Results Age standardised prevalence of gout was 3.5% and 2.0% in Black and White women, respectively (age-adjusted OR =1.8 [95% CI: 1.3 to 2.5]), and 7.0% and 5.4% in Black and White men (age-adjusted OR =1.3 [1.0 to 1.6]). Most risk factors were more frequent/elevated in Blacks than Whites, except alcohol consumption, which was lower in Blacks (both sexes). BMI levels and poverty were higher in Black women, but similar between Black and White men.

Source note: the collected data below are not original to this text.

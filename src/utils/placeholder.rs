//! 占位符提取
//!
//! 仅做词法层面的花括号扫描，识别 `{name}` 形式的简单插值变量。
//! 含空白、点号、引号、括号、方括号或 `?` 的片段视为代码表达式，直接丢弃；
//! 空的 `{}` 不含这些字符，记为空名变量。
//! 花括号不要求配对：孤立的 `}` 被忽略，未闭合的 `{` 不产生变量，
//! 捕获中再次遇到 `{` 时从该位置重新开始捕获。

use rustc_hash::FxHashMap;

/// 视为表达式而非变量的字符
const EXPRESSION_CHARS: [char; 8] = ['.', '"', '\'', '(', ')', '[', ']', '?'];

/// 占位符多重集（保留出现顺序，重复计数）
#[derive(Debug, Clone, Default)]
pub struct PlaceholderSet {
    names: Vec<String>,
    counts: FxHashMap<String, usize>,
}

impl PlaceholderSet {
    fn push(&mut self, name: String) {
        *self.counts.entry(name.clone()).or_insert(0) += 1;
        self.names.push(name);
    }

    /// 按出现顺序的全部变量名
    pub fn names(&self) -> &[String] {
        &self.names
    }

    pub fn len(&self) -> usize {
        self.names.len()
    }

    pub fn is_empty(&self) -> bool {
        self.names.is_empty()
    }

    pub fn count(&self, name: &str) -> usize {
        self.counts.get(name).copied().unwrap_or(0)
    }

    /// self 中有、other 中完全没有的变量（保持 self 中的顺序与重复）
    ///
    /// 只看名称是否出现，不比较次数；次数不一致由多重集比较负责
    pub fn missing_from(&self, other: &PlaceholderSet) -> Vec<String> {
        self.names
            .iter()
            .filter(|name| !other.counts.contains_key(name.as_str()))
            .cloned()
            .collect()
    }
}

impl PartialEq for PlaceholderSet {
    fn eq(&self, other: &Self) -> bool {
        self.counts == other.counts
    }
}

impl Eq for PlaceholderSet {}

pub struct PlaceholderExtractor;

impl PlaceholderExtractor {
    pub fn extract(s: &str) -> PlaceholderSet {
        let mut set = PlaceholderSet::default();
        let mut current = String::new();
        let mut capturing = false;

        for c in s.chars() {
            match c {
                '{' => {
                    capturing = true;
                    current.clear();
                }
                '}' if capturing => {
                    if Self::is_bare_name(&current) {
                        set.push(std::mem::take(&mut current));
                    } else {
                        current.clear();
                    }
                    capturing = false;
                }
                _ if capturing => current.push(c),
                _ => {}
            }
        }
        set
    }

    fn is_bare_name(token: &str) -> bool {
        !token
            .chars()
            .any(|c| c.is_whitespace() || EXPRESSION_CHARS.contains(&c))
    }
}

#[cfg(test)]
mod tests {
    use super::*;

    fn names(s: &str) -> Vec<String> {
        PlaceholderExtractor::extract(s).names().to_vec()
    }

    #[test]
    fn test_extract_simple_names() {
        assert_eq!(names("Hello {name}, you have {count} items"), vec!["name", "count"]);
        assert_eq!(names("{a}{a}{b}"), vec!["a", "a", "b"]);
    }

    #[test]
    fn test_expressions_are_discarded() {
        assert!(names("{props.title}").is_empty());
        assert!(names("{t(\"key\")}").is_empty());
        assert!(names("{items[0]}").is_empty());
        assert!(names("{ok ? 'yes' : 'no'}").is_empty());
        assert!(names("{a b}").is_empty());
        assert!(names("{'quoted'}").is_empty());
    }

    #[test]
    fn test_empty_braces_are_a_placeholder() {
        assert_eq!(names("Press {} to continue"), vec![""]);
        assert_eq!(names("{}{x}"), vec!["", "x"]);
    }

    #[test]
    fn test_unbalanced_braces_degrade_gracefully() {
        assert!(names("stray } brace").is_empty());
        assert!(names("unterminated {name").is_empty());
        // 捕获中再次遇到 { 时重新开始
        assert_eq!(names("{outer {inner}"), vec!["inner"]);
        assert_eq!(names("}}{x}}"), vec!["x"]);
    }

    #[test]
    fn test_unicode_content() {
        assert_eq!(names("你好 {用户名}，欢迎"), vec!["用户名"]);
    }

    #[test]
    fn test_multiset_equality() {
        let a = PlaceholderExtractor::extract("{x} and {y}");
        let b = PlaceholderExtractor::extract("{y} 和 {x}");
        let c = PlaceholderExtractor::extract("{x} {x} {y}");
        assert_eq!(a, b);
        assert_ne!(a, c);
    }

    #[test]
    fn test_missing_from_ignores_occurrence_count() {
        let find = PlaceholderExtractor::extract("{a} {a} {b} {c} {b}");
        let replace = PlaceholderExtractor::extract("{a} {c} {d}");
        assert_eq!(find.missing_from(&replace), vec!["b", "b"]);
        assert!(replace.missing_from(&replace).is_empty());
    }
}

Largest mediating factor of excess gout cases among Black women was excess BMI, accounting for 56% of the racial difference (independent of education, poverty, diet, and alcohol), followed by CKD (24%), poverty (17%), and poor diet (12%) (see Table 1).

Table 1.

Indirect (mediation) effects of potential mediators, using sequential mediation analysis, for the association between Black race and odds of gout in US women and men.

Among men, CKD was the largest mediator (46%), followed by poor diet (20%) and diuretic use (14%). BMI (12%) and poverty (0.5%) mediated smaller proportions of the racial difference among men compared to women. Mediators of racial differences in hyperuricemia closely agreed with gout results.

Conclusion Contrasting with historical views, gout is more frequent among Black adults in the US than their White counterparts, especially women (two-times greater in Black women vs. White). Culturally informed efforts to reduce these disparities should focus on excess adiposity, diet quality, and kidney disease while recognising the impact of poverty in female gout.

References [1]Xia; PMID 31624843

[2]PMID 24335384

[3]Rai BMJ PMID 28487277

[4]Yokose JAMA IM (2022)

[5]VanderWeele; PMID 25580377

[6]NEJM PMID 34554658

[7]JASN PMID 34556489

Disclosure of Interests Natalie McCormick: None declared, Leo Lu: None declared, Chio Yokose: None declared, Amit Joshi: None declared, Tony Merriman: None declared, Kenneth Saag Consultant of: Arthrosi, Atom Bioscience, Horizon Therapeutics, LG Pharma, Mallinkrodt, SOBI, Takeda, Grant/research support from: Horizon Therapeutics, SOBI, Shanton, Yuqing Zhang: None declared, Hyon Choi Consultant of: Ironwood, Selecta, Horizon, Takeda, Kowa, and Vaxart.